▶ REQUIRED ACTION
Scan the records below for the word "ReportOrchestrator" and give only the number of lines that hold it.

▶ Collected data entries
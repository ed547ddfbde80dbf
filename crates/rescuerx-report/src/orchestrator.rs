//! Report assembly for one disease.
//!
//! [`ReportContext`] owns the document source and the manifest cache for the
//! lifetime of a server or CLI run. [`ReportOrchestrator`] fetches the seven
//! documents of a disease concurrently and runs every adapter and
//! synthesizer over whatever arrived.

use rescuerx_adapters::{
    build_evidence, build_faers, build_kg_list, build_trials, build_verdicts, collect_ammunition, kg,
    synthesize_tiers, upstream_tiers,
};
use rescuerx_common::error::{RescueError, Result};
use rescuerx_common::models::{DiseaseReport, ReportMeta};
use rescuerx_common::probe::{field, first_truthy, number_or};
use rescuerx_common::text::{display_name, safe_string, title_label};
use rescuerx_court::{build_ruling, synthesize_debate_text};
use serde_json::Value;
use std::sync::Arc;
use tokio::sync::OnceCell;
use tracing::{debug, info, instrument, warn};

use crate::manifest::{sanitize_disease_id, DiseaseEntry, Manifest, MANIFEST_PATH};
use crate::source::DocumentSource;

// ── Document layout ──────────────────────────────────────────────────────────

pub const CANDIDATES_DOC: &str = "candidates.json";
pub const SUMMARY_DOC: &str = "evidence/summary.json";
pub const CLINICAL_TRIALS_DOC: &str = "evidence/clinical_trials.json";
pub const FAERS_DOC: &str = "evidence/faers_signals.json";
pub const LITERATURE_DOC: &str = "evidence/literature.json";
pub const MOLECULAR_DOC: &str = "evidence/molecular.json";
pub const VERDICTS_DOC: &str = "court/verdict_scores.json";

/// Every upstream document of one disease; absent ones are `None`.
#[derive(Debug, Clone, Default)]
pub struct DiseaseDocuments {
    pub candidates: Option<Value>,
    pub summary: Option<Value>,
    pub clinical_trials: Option<Value>,
    pub faers: Option<Value>,
    pub literature: Option<Value>,
    pub molecular: Option<Value>,
    pub verdicts: Option<Value>,
}

impl DiseaseDocuments {
    pub fn available(&self) -> usize {
        [
            &self.candidates,
            &self.summary,
            &self.clinical_trials,
            &self.faers,
            &self.literature,
            &self.molecular,
            &self.verdicts,
        ]
        .iter()
        .filter(|d| d.is_some())
        .count()
    }
}

// ── Context ──────────────────────────────────────────────────────────────────

pub struct ReportContext {
    source: Arc<dyn DocumentSource>,
    manifest: OnceCell<Arc<Manifest>>,
}

impl ReportContext {
    pub fn new(source: Arc<dyn DocumentSource>) -> Self {
        Self { source, manifest: OnceCell::new() }
    }

    pub fn source(&self) -> &dyn DocumentSource {
        self.source.as_ref()
    }

    /// The manifest, loaded on first use. A failed load is not cached, so
    /// the next call retries.
    pub async fn manifest(&self) -> Result<Arc<Manifest>> {
        self.manifest
            .get_or_try_init(|| async {
                let doc = self.source.fetch(MANIFEST_PATH).await?;
                let manifest: Manifest = serde_json::from_value(doc)?;
                info!(diseases = manifest.diseases.len(), "manifest loaded");
                Ok::<_, RescueError>(Arc::new(manifest))
            })
            .await
            .cloned()
    }

    /// Resolve free text to a staged disease.
    pub async fn resolve(&self, query: &str) -> Result<DiseaseEntry> {
        let manifest = self.manifest().await?;
        manifest
            .resolve(query)
            .cloned()
            .ok_or_else(|| RescueError::NoMatch(query.to_string()))
    }

    /// Fetch one document, treating any failure as absence.
    async fn fetch_optional(&self, path: String) -> Option<Value> {
        match self.source.fetch(&path).await {
            Ok(doc) => Some(doc),
            Err(RescueError::MissingDocument(_)) => {
                debug!(%path, "document absent");
                None
            }
            Err(e) => {
                warn!(%path, error = %e, "document fetch failed");
                None
            }
        }
    }

    /// Fetch all seven documents of a disease concurrently.
    pub async fn fetch_documents(&self, disease_id: &str) -> DiseaseDocuments {
        let path = |doc: &str| format!("{disease_id}/{doc}");
        let (candidates, summary, clinical_trials, faers, literature, molecular, verdicts) = tokio::join!(
            self.fetch_optional(path(CANDIDATES_DOC)),
            self.fetch_optional(path(SUMMARY_DOC)),
            self.fetch_optional(path(CLINICAL_TRIALS_DOC)),
            self.fetch_optional(path(FAERS_DOC)),
            self.fetch_optional(path(LITERATURE_DOC)),
            self.fetch_optional(path(MOLECULAR_DOC)),
            self.fetch_optional(path(VERDICTS_DOC)),
        );
        DiseaseDocuments { candidates, summary, clinical_trials, faers, literature, molecular, verdicts }
    }
}

// ── Orchestrator ─────────────────────────────────────────────────────────────

#[derive(Clone)]
pub struct ReportOrchestrator {
    ctx: Arc<ReportContext>,
}

impl ReportOrchestrator {
    pub fn new(ctx: Arc<ReportContext>) -> Self {
        Self { ctx }
    }

    pub fn context(&self) -> &ReportContext {
        &self.ctx
    }

    /// Fetch and assemble the report for a staged disease id.
    #[instrument(skip(self))]
    pub async fn build_report(&self, disease_id: &str) -> Result<DiseaseReport> {
        let id = sanitize_disease_id(disease_id)?;
        let docs = self.ctx.fetch_documents(&id).await;
        debug!(available = docs.available(), "documents fetched");
        Ok(assemble_report(&id, &docs))
    }
}

fn truthy_number(doc: Option<&Value>, keys: &[&str]) -> f64 {
    doc.and_then(|d| first_truthy(d, keys)).map(|v| number_or(Some(v), 0.0)).unwrap_or(0.0)
}

fn report_meta(docs: &DiseaseDocuments, total_faers: u64) -> ReportMeta {
    let cand = docs.candidates.as_ref();
    let cand_obj = cand.filter(|c| c.is_object());
    let row_count = cand.and_then(|c| kg::candidate_rows(c).ok()).map_or(0, <[Value]>::len);

    let total_scored = match truthy_number(cand_obj, &["total_compounds_scored", "total_scored"]) {
        n if n > 0.0 => n as u64,
        _ => row_count as u64,
    };
    let dropped_count = match cand_obj.and_then(|c| field(c, "stats")) {
        Some(stats) => number_or(field(stats, "dropped"), 0.0) as u64,
        None => cand.map_or(0, kg::dropped_count) as u64,
    };

    let summary = docs.summary.as_ref();
    let literature = docs.literature.as_ref();
    let from_either = |key: &str| {
        let n = truthy_number(summary, &[key]);
        if n != 0.0 { n } else { truthy_number(literature, &[key]) }
    };

    ReportMeta {
        total_scored,
        timing_ms: truthy_number(cand_obj, &["timing_ms"]).max(0.0) as u64,
        total_citations: from_either("total_citations").max(0.0) as u64,
        total_faers,
        dropped_count,
        cost_usd: from_either("total_cost_usd"),
    }
}

/// `"breast_cancer"` → `"Breast Cancer"`, preferring the documents' own name.
fn disease_label(disease_id: &str, docs: &DiseaseDocuments) -> String {
    let named = docs
        .candidates
        .as_ref()
        .filter(|c| c.is_object())
        .and_then(|c| first_truthy(c, &["disease"]))
        .or_else(|| docs.summary.as_ref().and_then(|s| first_truthy(s, &["disease"])))
        .map(safe_string)
        .unwrap_or_else(|| disease_id.to_string());
    title_label(&named)
}

/// Run every adapter and synthesizer over the fetched documents. Pure:
/// identical documents always give an identical report.
pub fn assemble_report(disease_id: &str, docs: &DiseaseDocuments) -> DiseaseReport {
    let candidates = docs.candidates.as_ref();
    let summary = docs.summary.as_ref();
    let literature = docs.literature.as_ref();
    let molecular = docs.molecular.as_ref();
    let faers_doc = docs.faers.as_ref();
    let verdicts_doc = docs.verdicts.as_ref();

    let kg_list = build_kg_list(candidates);
    let trials = build_trials(docs.clinical_trials.as_ref(), summary, literature);
    let faers = build_faers(faers_doc);
    let evidence = build_evidence(summary, literature, molecular);
    let verdicts = build_verdicts(verdicts_doc);

    let ammo = collect_ammunition(summary, literature, faers_doc, molecular, verdicts_doc);
    let debate = synthesize_debate_text(&ammo.advocate, &ammo.skeptic);

    let top_source = verdicts
        .first()
        .map(|v| v.source_name.clone())
        .or_else(|| evidence.first().map(|e| e.source_name.clone()))
        .unwrap_or_default();
    let judge_points = if top_source.is_empty() {
        Vec::new()
    } else {
        build_ruling(verdicts_doc, &top_source)
    };

    let mut tiers = upstream_tiers(summary);
    if tiers.is_empty() {
        tiers = synthesize_tiers(&verdicts);
    }

    let meta = report_meta(docs, faers.total_reports);

    let report = DiseaseReport {
        disease: disease_id.to_string(),
        disease_label: disease_label(disease_id, docs),
        meta,
        has_kg: !kg_list.is_empty(),
        has_trials: !trials.is_empty(),
        has_evidence: !evidence.is_empty() || !faers.drugs.is_empty(),
        has_court: !debate.is_empty() && !verdicts.is_empty(),
        top_drug: display_name(&top_source),
        top_drug_verdict: verdicts.first().cloned(),
        kg_list,
        trials,
        faers,
        evidence,
        verdicts,
        debate,
        judge_points,
        tiers,
    };

    info!(
        disease = %report.disease,
        candidates = report.kg_list.len(),
        trials = report.trials.len(),
        evidence = report.evidence.len(),
        verdicts = report.verdicts.len(),
        debate = report.debate.len(),
        "report assembled"
    );
    report
}

#[cfg(test)]
mod tests {
    use super::*;
    use pretty_assertions::assert_eq;
    use rescuerx_test_utils::{
        depression_candidates, depression_faers, depression_literature, depression_molecular,
        glioblastoma_candidates, glioblastoma_summary, glioblastoma_trials, glioblastoma_verdicts,
    };
    use serde_json::json;

    fn glioblastoma_docs() -> DiseaseDocuments {
        DiseaseDocuments {
            candidates: Some(glioblastoma_candidates()),
            summary: Some(glioblastoma_summary()),
            clinical_trials: Some(glioblastoma_trials()),
            verdicts: Some(glioblastoma_verdicts()),
            ..DiseaseDocuments::default()
        }
    }

    #[test]
    fn test_meta_from_candidates_and_summary() {
        let report = assemble_report("glioblastoma", &glioblastoma_docs());
        assert_eq!(
            report.meta,
            ReportMeta {
                total_scored: 1520,
                timing_ms: 842,
                total_citations: 64,
                total_faers: 0,
                dropped_count: 2,
                cost_usd: 3.75,
            }
        );
        assert_eq!(report.disease_label, "Glioblastoma");
    }

    #[test]
    fn test_top_drug_and_ruling() {
        let report = assemble_report("glioblastoma", &glioblastoma_docs());
        assert_eq!(report.top_drug, "Bevacizumab");
        assert_eq!(report.top_drug_verdict.as_ref().map(|v| v.score), Some(75.0));
        assert_eq!(report.judge_points.len(), 7);
        assert!(report.has_court);
        assert!(report.tiers.contains_key("tier_1_prime_candidates"));
    }

    #[test]
    fn test_split_layout_meta_falls_back() {
        let docs = DiseaseDocuments {
            candidates: Some(depression_candidates()),
            literature: Some(depression_literature()),
            molecular: Some(depression_molecular()),
            faers: Some(depression_faers()),
            ..DiseaseDocuments::default()
        };
        let report = assemble_report("major_depression", &docs);
        assert_eq!(report.meta.total_scored, 3);
        assert_eq!(report.meta.total_citations, 41);
        assert_eq!(report.meta.cost_usd, 1.2);
        assert_eq!(report.meta.total_faers, 182000);
        assert_eq!(report.disease_label, "Major Depression");
        // No verdicts: top drug comes from the evidence wall.
        assert_eq!(report.top_drug, "Pramipexole");
        assert!(report.judge_points.is_empty());
        assert!(!report.has_court);
        assert!(report.has_evidence);
    }

    #[test]
    fn test_nothing_available() {
        let report = assemble_report("unknown", &DiseaseDocuments::default());
        assert!(!report.has_kg && !report.has_trials && !report.has_evidence && !report.has_court);
        assert_eq!(report.top_drug, "");
        assert_eq!(report.meta, ReportMeta::default());
        assert_eq!(report.disease_label, "Unknown");
    }

    #[test]
    fn test_upstream_tiers_win() {
        let mut docs = glioblastoma_docs();
        docs.summary = Some(json!({ "candidates_by_tier": { "tier_2_strong_candidates": ["Chloroquine"] } }));
        let report = assemble_report("glioblastoma", &docs);
        assert_eq!(report.tiers.keys().collect::<Vec<_>>(), vec!["tier_2_strong_candidates"]);
    }
}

▶ RESULT FOR THIS EXERCISE
3